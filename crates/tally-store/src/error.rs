//! Error type for `tally-store`.

use thiserror::Error;

#[derive(Debug, Error)]
pub enum StoreError {
  #[error("notification api error: {0}")]
  Api(#[source] Box<dyn std::error::Error + Send + Sync>),
}

impl StoreError {
  pub(crate) fn api<E>(err: E) -> Self
  where
    E: std::error::Error + Send + Sync + 'static,
  {
    Self::Api(Box::new(err))
  }
}

pub type Result<T, E = StoreError> = std::result::Result<T, E>;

********************

* [EXERCISE BRIEF]:
Take the line with "pub enum StoreError" and all lines after it through the end of the records, and write them out exactly; include nothing else.

* [TASK SOLUTION]:
pub enum StoreError {
  #[error("notification api error: {0}")]
  Api(#[source] Box<dyn std::error::Error + Send + Sync>),
}

impl StoreError {
  pub(crate) fn api<E>(err: E) -> Self
  where
    E: std::error::Error + Send + Sync + 'static,
  {
    Self::Api(Box::new(err))
  }
}

pub type Result<T, E = StoreError> = std::result::Result<T, E>;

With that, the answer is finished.